Segment Start: DATA SECTION
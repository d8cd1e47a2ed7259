// ============================
// crates/authd-lib/src/store/mod.rs
// ============================
//! Durable stores: accounts and sessions.

pub mod credential;
pub mod session;

pub use credential::CredentialStore;
pub use session::{SessionEvent, SessionStore, DEFAULT_SESSION_TTL};
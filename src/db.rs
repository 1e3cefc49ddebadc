//! Database module - PostgreSQL connection and schema bootstrap

use sqlx::{postgres::PgPoolOptions, PgPool};

/// Create database connection pool
pub async fn create_pool(database_url: &str) -> Result<PgPool, sqlx::Error> {
    PgPoolOptions::new()
        .max_connections(10)
        .connect(database_url)
        .await
}

/// Apply the schema (idempotent)
pub async fn run_migrations(pool: &PgPool) -> Result<(), sqlx::Error> {
    sqlx::raw_sql(SCHEMA_SQL)
        .execute(pool)
        .await?;

    tracing::info!("Database schema applied successfully");
    Ok(())
}

/// Database schema SQL
const SCHEMA_SQL: &str = r#"
-- Users
CREATE TABLE IF NOT EXISTS users (
    id UUID PRIMARY KEY DEFAULT gen_random_uuid(),
    name VARCHAR(255) NOT NULL,
    email VARCHAR(255) NOT NULL UNIQUE,
    password_hash VARCHAR(255) NOT NULL,
    role VARCHAR(50) NOT NULL DEFAULT 'USER',
    is_active BOOLEAN NOT NULL DEFAULT true,
    created_at TIMESTAMPTZ NOT NULL DEFAULT NOW()
);

-- Analysis records (write-once)
CREATE TABLE IF NOT EXISTS analysis_logs (
    id UUID PRIMARY KEY DEFAULT gen_random_uuid(),
    user_id UUID NOT NULL REFERENCES users(id),
    input_type VARCHAR(20) NOT NULL,
    input_hash VARCHAR(64) NOT NULL,
    risk_score DOUBLE PRECISION NOT NULL,
    risk_level VARCHAR(10) NOT NULL,
    decision VARCHAR(10) NOT NULL,
    details JSONB,
    status VARCHAR(20) NOT NULL DEFAULT 'COMPLETED',
    created_at TIMESTAMPTZ NOT NULL DEFAULT NOW()
);

-- Per-analysis signal breakdown
CREATE TABLE IF NOT EXISTS risk_components (
    id UUID PRIMARY KEY DEFAULT gen_random_uuid(),
    analysis_id UUID NOT NULL REFERENCES analysis_logs(id) ON DELETE CASCADE,
    text_score DOUBLE PRECISION NOT NULL DEFAULT 0,
    url_score DOUBLE PRECISION NOT NULL DEFAULT 0,
    malware_score DOUBLE PRECISION NOT NULL DEFAULT 0,
    metadata_score DOUBLE PRECISION NOT NULL DEFAULT 0,
    steganography_score DOUBLE PRECISION NOT NULL DEFAULT 0
);

-- Alerts raised for blocked submissions
CREATE TABLE IF NOT EXISTS alerts (
    id UUID PRIMARY KEY DEFAULT gen_random_uuid(),
    analysis_id UUID NOT NULL REFERENCES analysis_logs(id) ON DELETE CASCADE,
    alert_type VARCHAR(100) NOT NULL,
    sent_to VARCHAR(255),
    status VARCHAR(50) NOT NULL DEFAULT 'PENDING',
    created_at TIMESTAMPTZ NOT NULL DEFAULT NOW()
);

-- Audit Log
CREATE TABLE IF NOT EXISTS audit_logs (
    id BIGSERIAL PRIMARY KEY,
    user_id UUID REFERENCES users(id),
    action VARCHAR(255) NOT NULL,
    resource_id UUID,
    ip_address VARCHAR(45),
    created_at TIMESTAMPTZ NOT NULL DEFAULT NOW()
);

-- Indexes
CREATE INDEX IF NOT EXISTS idx_analysis_user_created ON analysis_logs(user_id, created_at DESC);
CREATE INDEX IF NOT EXISTS idx_analysis_hash ON analysis_logs(input_hash);
CREATE INDEX IF NOT EXISTS idx_risk_components_analysis ON risk_components(analysis_id);
CREATE INDEX IF NOT EXISTS idx_alerts_status ON alerts(status, created_at DESC);
CREATE INDEX IF NOT EXISTS idx_audit_user ON audit_logs(user_id, created_at);
"#;
//! User model

use std::str::FromStr;

use serde::{Deserialize, Serialize};
use sqlx::{FromRow, PgPool};
use uuid::Uuid;
use chrono::{DateTime, Utc};
use validator::Validate;

#[derive(Debug, Clone, Serialize, FromRow)]
pub struct User {
    pub id: Uuid,
    pub name: String,
    pub email: String,
    #[serde(skip_serializing)]
    pub password_hash: String,
    pub role: String,
    pub is_active: bool,
    pub created_at: DateTime<Utc>,
}

#[derive(Debug, Clone, Copy, PartialEq, Eq, Serialize, Deserialize)]
#[serde(rename_all = "SCREAMING_SNAKE_CASE")]
pub enum UserRole {
    User,
    BankAdmin,
    SocAnalyst,
}

impl UserRole {
    pub fn as_str(&self) -> &'static str {
        match self {
            Self::User => "USER",
            Self::BankAdmin => "BANK_ADMIN",
            Self::SocAnalyst => "SOC_ANALYST",
        }
    }

    /// May review alerts raised for other users' submissions
    pub fn can_review_alerts(&self) -> bool {
        matches!(self, Self::BankAdmin | Self::SocAnalyst)
    }
}

impl FromStr for UserRole {
    type Err = String;

    fn from_str(s: &str) -> Result<Self, Self::Err> {
        match s.trim().to_ascii_uppercase().as_str() {
            "USER" => Ok(Self::User),
            "BANK_ADMIN" => Ok(Self::BankAdmin),
            "SOC_ANALYST" => Ok(Self::SocAnalyst),
            other => Err(format!("Unknown role: {}", other)),
        }
    }
}

#[derive(Debug, Deserialize, Validate)]
pub struct RegisterRequest {
    #[validate(email(message = "Invalid email address"))]
    pub email: String,
    #[validate(length(min = 1, max = 255, message = "Name is required"))]
    pub name: String,
    #[validate(length(min = 4, message = "Password must be at least 4 characters"))]
    pub password: String,
    pub role: Option<String>,
    pub is_active: Option<bool>,
}

#[derive(Debug)]
pub struct CreateUser {
    pub name: String,
    pub email: String,
    pub role: UserRole,
    pub is_active: bool,
}

/// OAuth2 password-grant form
#[derive(Debug, Deserialize)]
pub struct TokenRequest {
    pub username: String,
    pub password: String,
}

#[derive(Debug, Serialize, Deserialize)]
pub struct TokenResponse {
    pub access_token: String,
    pub token_type: String,
}

#[derive(Debug, Serialize)]
pub struct UserResponse {
    pub id: Uuid,
    pub email: String,
    pub name: String,
    pub role: String,
    pub is_active: bool,
    pub created_at: DateTime<Utc>,
}

impl User {
    pub async fn create(pool: &PgPool, data: CreateUser, password_hash: String) -> Result<Self, sqlx::Error> {
        sqlx::query_as::<_, User>(
            r#"
            INSERT INTO users (name, email, password_hash, role, is_active)
            VALUES ($1, $2, $3, $4, $5)
            RETURNING *
            "#
        )
        .bind(&data.name)
        .bind(&data.email)
        .bind(&password_hash)
        .bind(data.role.as_str())
        .bind(data.is_active)
        .fetch_one(pool)
        .await
    }

    pub async fn find_by_email(pool: &PgPool, email: &str) -> Result<Option<Self>, sqlx::Error> {
        sqlx::query_as::<_, User>("SELECT * FROM users WHERE email = $1")
            .bind(email)
            .fetch_optional(pool)
            .await
    }

    pub async fn find_by_id(pool: &PgPool, id: Uuid) -> Result<Option<Self>, sqlx::Error> {
        sqlx::query_as::<_, User>("SELECT * FROM users WHERE id = $1")
            .bind(id)
            .fetch_optional(pool)
            .await
    }

    /// Stored role; unknown values fall back to the least privileged role
    pub fn role(&self) -> UserRole {
        self.role.parse().unwrap_or(UserRole::User)
    }

    pub fn to_response(&self) -> UserResponse {
        UserResponse {
            id: self.id,
            email: self.email.clone(),
            name: self.name.clone(),
            role: self.role.clone(),
            is_active: self.is_active,
            created_at: self.created_at,
        }
    }
}
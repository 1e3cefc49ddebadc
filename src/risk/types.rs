//! Risk Types
//!
//! Data structures for the scoring core. No scoring logic here.

use std::collections::BTreeMap;
use std::fmt;
use std::str::FromStr;

use serde::{Deserialize, Serialize};
use thiserror::Error;

// ============================================================================
// INPUT KIND
// ============================================================================

/// Kind of submission being scored
#[derive(Debug, Clone, Copy, PartialEq, Eq, Hash, Serialize, Deserialize)]
#[serde(rename_all = "UPPERCASE")]
pub enum InputKind {
    Text,
    Url,
    /// Uploaded file. `FILE` is accepted as a legacy alias.
    #[serde(alias = "FILE")]
    Document,
    Image,
}

impl InputKind {
    pub fn as_str(&self) -> &'static str {
        match self {
            InputKind::Text => "TEXT",
            InputKind::Url => "URL",
            InputKind::Document => "DOCUMENT",
            InputKind::Image => "IMAGE",
        }
    }
}

impl fmt::Display for InputKind {
    fn fmt(&self, f: &mut fmt::Formatter<'_>) -> fmt::Result {
        f.write_str(self.as_str())
    }
}

impl FromStr for InputKind {
    type Err = UnrecognizedInputKind;

    /// Case-insensitive, surrounding whitespace ignored.
    fn from_str(s: &str) -> Result<Self, Self::Err> {
        match s.trim().to_ascii_uppercase().as_str() {
            "TEXT" => Ok(InputKind::Text),
            "URL" => Ok(InputKind::Url),
            "DOCUMENT" | "FILE" => Ok(InputKind::Document),
            "IMAGE" => Ok(InputKind::Image),
            _ => Err(UnrecognizedInputKind(s.to_string())),
        }
    }
}

/// Raised for an input kind tag outside the closed set.
#[derive(Debug, Clone, PartialEq, Eq, Error)]
#[error("unrecognized input kind: {0:?}")]
pub struct UnrecognizedInputKind(pub String);

// ============================================================================
// SIGNAL BUNDLE (from the analysis service)
// ============================================================================

/// Named probability signals. A missing signal reads as 0.0.
#[derive(Debug, Clone, Default, PartialEq, Serialize, Deserialize)]
#[serde(transparent)]
pub struct SignalBundle(BTreeMap<String, f64>);

impl SignalBundle {
    pub fn new() -> Self {
        Self::default()
    }

    pub fn with(mut self, name: &str, value: f64) -> Self {
        self.insert(name, value);
        self
    }

    pub fn insert(&mut self, name: &str, value: f64) {
        self.0.insert(name.to_string(), value);
    }

    /// Signal value, or 0.0 when absent ("no signal").
    pub fn get(&self, name: &str) -> f64 {
        self.0.get(name).copied().unwrap_or(0.0)
    }

    #[cfg(test)]
    pub fn contains(&self, name: &str) -> bool {
        self.0.contains_key(name)
    }

    pub fn iter(&self) -> impl Iterator<Item = (&str, f64)> {
        self.0.iter().map(|(k, v)| (k.as_str(), *v))
    }
}

impl<K: Into<String>> FromIterator<(K, f64)> for SignalBundle {
    fn from_iter<I: IntoIterator<Item = (K, f64)>>(iter: I) -> Self {
        Self(iter.into_iter().map(|(k, v)| (k.into(), v)).collect())
    }
}

// ============================================================================
// RISK LEVEL / DECISION
// ============================================================================

/// Ordered risk levels
#[derive(Debug, Clone, Copy, PartialEq, Eq, PartialOrd, Ord, Hash, Serialize, Deserialize)]
#[serde(rename_all = "UPPERCASE")]
pub enum RiskLevel {
    Low,
    Medium,
    High,
}

impl RiskLevel {
    pub fn as_str(&self) -> &'static str {
        match self {
            RiskLevel::Low => "LOW",
            RiskLevel::Medium => "MEDIUM",
            RiskLevel::High => "HIGH",
        }
    }

    /// Action taken for this level
    pub fn decision(&self) -> Decision {
        match self {
            RiskLevel::Low => Decision::Allow,
            RiskLevel::Medium => Decision::Flag,
            RiskLevel::High => Decision::Block,
        }
    }
}

impl fmt::Display for RiskLevel {
    fn fmt(&self, f: &mut fmt::Formatter<'_>) -> fmt::Result {
        f.write_str(self.as_str())
    }
}

/// Final action for a submission
#[derive(Debug, Clone, Copy, PartialEq, Eq, PartialOrd, Ord, Hash, Serialize, Deserialize)]
#[serde(rename_all = "UPPERCASE")]
pub enum Decision {
    Allow,
    Flag,
    Block,
}

impl Decision {
    pub fn as_str(&self) -> &'static str {
        match self {
            Decision::Allow => "ALLOW",
            Decision::Flag => "FLAG",
            Decision::Block => "BLOCK",
        }
    }
}

impl fmt::Display for Decision {
    fn fmt(&self, f: &mut fmt::Formatter<'_>) -> fmt::Result {
        f.write_str(self.as_str())
    }
}

impl FromStr for Decision {
    type Err = UnrecognizedDecision;

    /// Case-insensitive, surrounding whitespace ignored.
    fn from_str(s: &str) -> Result<Self, Self::Err> {
        match s.trim().to_ascii_uppercase().as_str() {
            "ALLOW" => Ok(Decision::Allow),
            "FLAG" => Ok(Decision::Flag),
            "BLOCK" => Ok(Decision::Block),
            _ => Err(UnrecognizedDecision(s.to_string())),
        }
    }
}

/// Raised for a decision filter outside ALLOW / FLAG / BLOCK.
#[derive(Debug, Clone, PartialEq, Eq, Error)]
#[error("unrecognized decision: {0:?}")]
pub struct UnrecognizedDecision(pub String);

// ============================================================================
// RISK OUTCOME
// ============================================================================

/// Result of scoring one submission. Write-once.
#[derive(Debug, Clone, Copy, PartialEq, Serialize, Deserialize)]
pub struct RiskOutcome {
    /// Clamped to [0, 1], rounded to 4 decimal places
    pub risk_score: f64,
    pub risk_level: RiskLevel,
    pub decision: Decision,
}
Segment End: DATA SECTION
* _THE PROBLEM_
All lines from the opening of the material through the line that contains "pub use credential::CredentialStore;" are to be printed exactly, with no others.

* _ANSWER TO THIS EXERCISE_
repository d8cd1e47a2ed7259
// ============================
// crates/authd-lib/src/store/mod.rs
// ============================
//! Durable stores: accounts and sessions.

pub mod credential;
pub mod session;

pub use credential::CredentialStore;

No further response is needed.